• Dimmer06 [he/him,comrade/them]
    ·
    4 years ago

    The discussions of intelligent life in the cosmos always depresses me because it is already here and our heads are too far up are asses to realize it. These things animals do that resemble what we do are genuinely the same process of evolution as what humans once went and continue to go through. This sort of ritual or any other ritual elephants practice is a community building ritual, not out of some intent to build a community, but because a community knit together by spiritual practice is stronger and more resistant to extinction. The same goes for any phenomena that appears independently in humans and animals. They are evolutionary phenomenons, not some development of the human mind, but of sheer accident that gave the species an evolutionary edge. Farming, tools, symbiotic relationships, social organization, religions, etc. All are just accidents that could emerge or are emerging in other species than humans

    In the same way, our conceptions of invading alien species and the stories we tell of them are entirely a projection of our relationship to animals (and oftentimes other humans). The saddest thing is that if we did discover intelligent life on another planet, our first instinct would be to hunt and eat them.

      • AMWB [he/him]
        ·
        4 years ago

        On the other hand, the Dark Forest theory the Three Body Problem... https://blog.usejournal.com/the-dark-forest-theory-of-the-universe-a52012529e0f

        • zifnab25 [he/him, any]
          ·
          edit-2
          4 years ago

          It hinges on the premise that superluminal travel is a limited resource sentient races are all trying to control and that alien races need to commit Ecocide in order to prevent competitive consumption. It also posits an eternal state of civil war between races, as communities diverge from one another geographically only to come back into conflict out of the same resource conflict. I don't think this pans out, even on Earth. Humans seem to have grown more passive over time, and more social. Our Dunbar Number is expanding to fit the needs of our increasingly interconnected world. Those bigger networks are rewarding their members with longer lifespans, healthier offspring, and an infectious ideology.
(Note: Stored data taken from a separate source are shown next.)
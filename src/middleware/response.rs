use axum::{
    http::StatusCode,
    response::{IntoResponse, Json, Response},
};
use serde::Serialize;
use serde_json::json;

/// Successful JSON response with an explicit status code
#[derive(Debug)]
pub struct ApiResponse<T: Serialize> {
    pub data: T,
    pub status_code: Option<StatusCode>,
}

impl<T: Serialize> ApiResponse<T> {
    /// Create a successful API response with default 200 status
    pub fn success(data: T) -> Self {
        Self {
            data,
            status_code: None,
        }
    }

    /// Create an API response with custom status code
    pub fn with_status(data: T, status_code: StatusCode) -> Self {
        Self {
            data,
            status_code: Some(status_code),
        }
    }

    /// Create a 201 Created response
    pub fn created(data: T) -> Self {
        Self::with_status(data, StatusCode::CREATED)
    }
}

impl ApiResponse<()> {
    /// Create a 204 No Content response
    pub fn no_content() -> Self {
        Self::with_status((), StatusCode::NO_CONTENT)
    }
}

impl<T: Serialize> IntoResponse for ApiResponse<T> {
    fn into_response(self) -> Response {
        let status = self.status_code.unwrap_or(StatusCode::OK);

        // For 204 No Content, return empty response
        if status == StatusCode::NO_CONTENT {
            return status.into_response();
        }

        match serde_json::to_value(&self.data) {
            Ok(value) => (status, Json(value)).into_response(),
            Err(e) => {
                tracing::error!("Failed to serialize response data: {}", e);
                (
                    StatusCode::INTERNAL_SERVER_ERROR,
                    Json(json!({
                        "error": true,
                        "message": "Failed to serialize response data",
                        "code": "INTERNAL_SERVER_ERROR"
                    })),
                )
                    .into_response()
            }
        }
    }
}

pub type ApiResult<T> = Result<ApiResponse<T>, crate::error::ApiError>;
use std::sync::Arc;
use thiserror::Error;
use tracing::debug;

use crate::database::models::{Task, TaskFields};
use crate::database::{DatabaseError, TaskRepository};
use crate::validator::{FieldError, Validator};

#[derive(Debug, Error)]
pub enum TaskError {
    #[error("validation failed")]
    Validation(Vec<FieldError>),

    #[error("task not found")]
    NotFound,

    #[error(transparent)]
    Database(#[from] DatabaseError),
}

/// Task CRUD scoped to the authenticated owner.
///
/// `owner_id` always comes from the verified session, never from the request body.
/// A task owned by someone else is reported as `NotFound`.
pub struct TaskService {
    tasks: Arc<dyn TaskRepository>,
    validator: Arc<dyn Validator<TaskFields>>,
}

impl TaskService {
    pub fn new(tasks: Arc<dyn TaskRepository>, validator: Arc<dyn Validator<TaskFields>>) -> Self {
        Self { tasks, validator }
    }

    pub async fn list_all(&self, owner_id: i64) -> Result<Vec<Task>, TaskError> {
        Ok(self.tasks.list_for_owner(owner_id).await?)
    }

    pub async fn get_by_id(&self, owner_id: i64, task_id: i64) -> Result<Task, TaskError> {
        self.tasks
            .find_for_owner(owner_id, task_id)
            .await?
            .ok_or(TaskError::NotFound)
    }

    pub async fn create(&self, owner_id: i64, fields: TaskFields) -> Result<Task, TaskError> {
        self.check(&fields)?;
        let task = self.tasks.insert(owner_id, &fields.title).await?;
        debug!(owner_id, task_id = task.id, "task created");
        Ok(task)
    }

    pub async fn update(&self, owner_id: i64, task_id: i64, fields: TaskFields) -> Result<Task, TaskError> {
        self.check(&fields)?;
        let task = self
            .tasks
            .update_for_owner(owner_id, task_id, &fields.title)
            .await?
            .ok_or(TaskError::NotFound)?;
        debug!(owner_id, task_id, "task updated");
        Ok(task)
    }

    pub async fn delete(&self, owner_id: i64, task_id: i64) -> Result<(), TaskError> {
        if !self.tasks.delete_for_owner(owner_id, task_id).await? {
            return Err(TaskError::NotFound);
        }
        debug!(owner_id, task_id, "task deleted");
        Ok(())
    }

    fn check(&self, fields: &TaskFields) -> Result<(), TaskError> {
        let errors = self.validator.validate(fields);
        if errors.is_empty() {
            Ok(())
        } else {
            Err(TaskError::Validation(errors))
        }
    }
}

#[cfg(test)]
mod tests {
    use super::*;
    use crate::testing::{test_task_service, MemoryStore};

    const ALICE: i64 = 1;
    const BOB: i64 = 2;

    #[tokio::test]
    async fn create_then_get_round_trips() {
        let service = test_task_service(&MemoryStore::new());

        let created = service.create(ALICE, TaskFields::new("abc")).await.unwrap();
        assert!(created.id > 0);
        assert_eq!(created.owner_id, ALICE);

        let fetched = service.get_by_id(ALICE, created.id).await.unwrap();
        assert_eq!(fetched.title, "abc");
        assert_eq!(fetched.owner_id, ALICE);
        assert_eq!(fetched, created);
    }

    #[tokio::test]
    async fn list_is_scoped_to_owner() {
        let service = test_task_service(&MemoryStore::new());
        assert!(service.list_all(ALICE).await.unwrap().is_empty());

        service.create(ALICE, TaskFields::new("one")).await.unwrap();
        service.create(BOB, TaskFields::new("theirs")).await.unwrap();
        service.create(ALICE, TaskFields::new("two")).await.unwrap();

        let titles: Vec<_> = service
            .list_all(ALICE)
            .await
            .unwrap()
            .into_iter()
            .map(|t| t.title)
            .collect();
        assert_eq!(titles, vec!["one", "two"]);
    }

    #[tokio::test]
    async fn foreign_task_is_not_found() {
        let service = test_task_service(&MemoryStore::new());
        let task = service.create(ALICE, TaskFields::new("private")).await.unwrap();

        assert!(matches!(service.get_by_id(BOB, task.id).await, Err(TaskError::NotFound)));
        assert!(matches!(
            service.update(BOB, task.id, TaskFields::new("hijack")).await,
            Err(TaskError::NotFound)
        ));
        assert!(matches!(service.delete(BOB, task.id).await, Err(TaskError::NotFound)));

        // Untouched for the owner
        let still = service.get_by_id(ALICE, task.id).await.unwrap();
        assert_eq!(still.title, "private");
    }

    #[tokio::test]
    async fn update_replaces_title_and_keeps_owner() {
        let service = test_task_service(&MemoryStore::new());
        let task = service.create(ALICE, TaskFields::new("before")).await.unwrap();

        let updated = service.update(ALICE, task.id, TaskFields::new("after")).await.unwrap();
        assert_eq!(updated.id, task.id);
        assert_eq!(updated.owner_id, ALICE);
        assert_eq!(updated.title, "after");
        assert_eq!(updated.created_at, task.created_at);
        assert!(updated.updated_at >= task.updated_at);
    }

    #[tokio::test]
    async fn invalid_fields_are_rejected() {
        let service = test_task_service(&MemoryStore::new());

        let err = service.create(ALICE, TaskFields::new("toolongtitle!")).await.unwrap_err();
        assert!(matches!(err, TaskError::Validation(ref e) if e[0].field == "title"));

        let task = service.create(ALICE, TaskFields::new("ok")).await.unwrap();
        let err = service.update(ALICE, task.id, TaskFields::new("")).await.unwrap_err();
        assert!(matches!(err, TaskError::Validation(_)));
        assert_eq!(service.get_by_id(ALICE, task.id).await.unwrap().title, "ok");
    }

    #[tokio::test]
    async fn delete_twice_is_not_found() {
        let service = test_task_service(&MemoryStore::new());
        let task = service.create(ALICE, TaskFields::new("gone")).await.unwrap();

        service.delete(ALICE, task.id).await.unwrap();
        assert!(matches!(service.delete(ALICE, task.id).await, Err(TaskError::NotFound)));
        assert!(matches!(service.get_by_id(ALICE, task.id).await, Err(TaskError::NotFound)));
    }

    #[tokio::test]
    async fn missing_task_is_not_found() {
        let service = test_task_service(&MemoryStore::new());
        assert!(matches!(service.get_by_id(ALICE, 999).await, Err(TaskError::NotFound)));
        assert!(matches!(
            service.update(ALICE, 999, TaskFields::new("x")).await,
            Err(TaskError::NotFound)
        ));
    }
}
          I'm more prone to adopt the theory that humans simply wouldn't recognize an alien if we saw one. We're peering out into the infinite abyss of space, looking for flying saucers and asteroid robots and big blinking Dyson Spheres. Has anyone bothered to check under the clouds of Jupiter? Or the oceans of Europa, even? If a spatial body was transmitting a superluminal radio signal, would we even know how to listen to it? We're like ants searching for other ants by waving our antenna at the moon.

          Maybe Dark Forest Theory is correct and extraterrestrial life really is an All-Against-All war of attrition. Or maybe we're just a bunch of primitive assholes hanging out on the rural end of a galactic empire and we just can't see it for the glare of ten thousand suns.

    • LeninWalksTheWorld [any]
      ·
      4 years ago

      Stories about invading aliens just rip off the european conquest and genocide of the americas

    • Nuttula [comrade/them]
      ·
      4 years ago

      Your comment resonates with me a lot because I've thought about the same thing. As a communist when you think about the existence of actual alien intelligent life tomorrow the prospects are really bad. Humans aren't capable of accepting another species that may be intellectually/morally/economically superior. As humans most people can't even accept other humans in those situations.

      And then when you think about the evolution of the next intelligent life form on earth, even disregarding the destruction of the environment, it is also pretty clear we are the dominant species in such a way that no intelligent life form could exist that resembles anything more than a human child level of intelligence because again we are simply not capable of understanding or handling the responsibility of co-existence.

      People always wonder why we feel empathy for some animal suffering but allow other humans to suffer. I wont go into all the other reasons(and there are plenty) but one of them is undoubtedly that we know these animals are less intelligent, therefore "innocent".

      This is because we rely on agency to determine morality. Animals are perceived to not have agency because they are dumb. As soon as they are understood to be intelligent, some people will start to attribute agency to their actions and then you'll see the shift in morality, now our actions will be(more) "justifiable".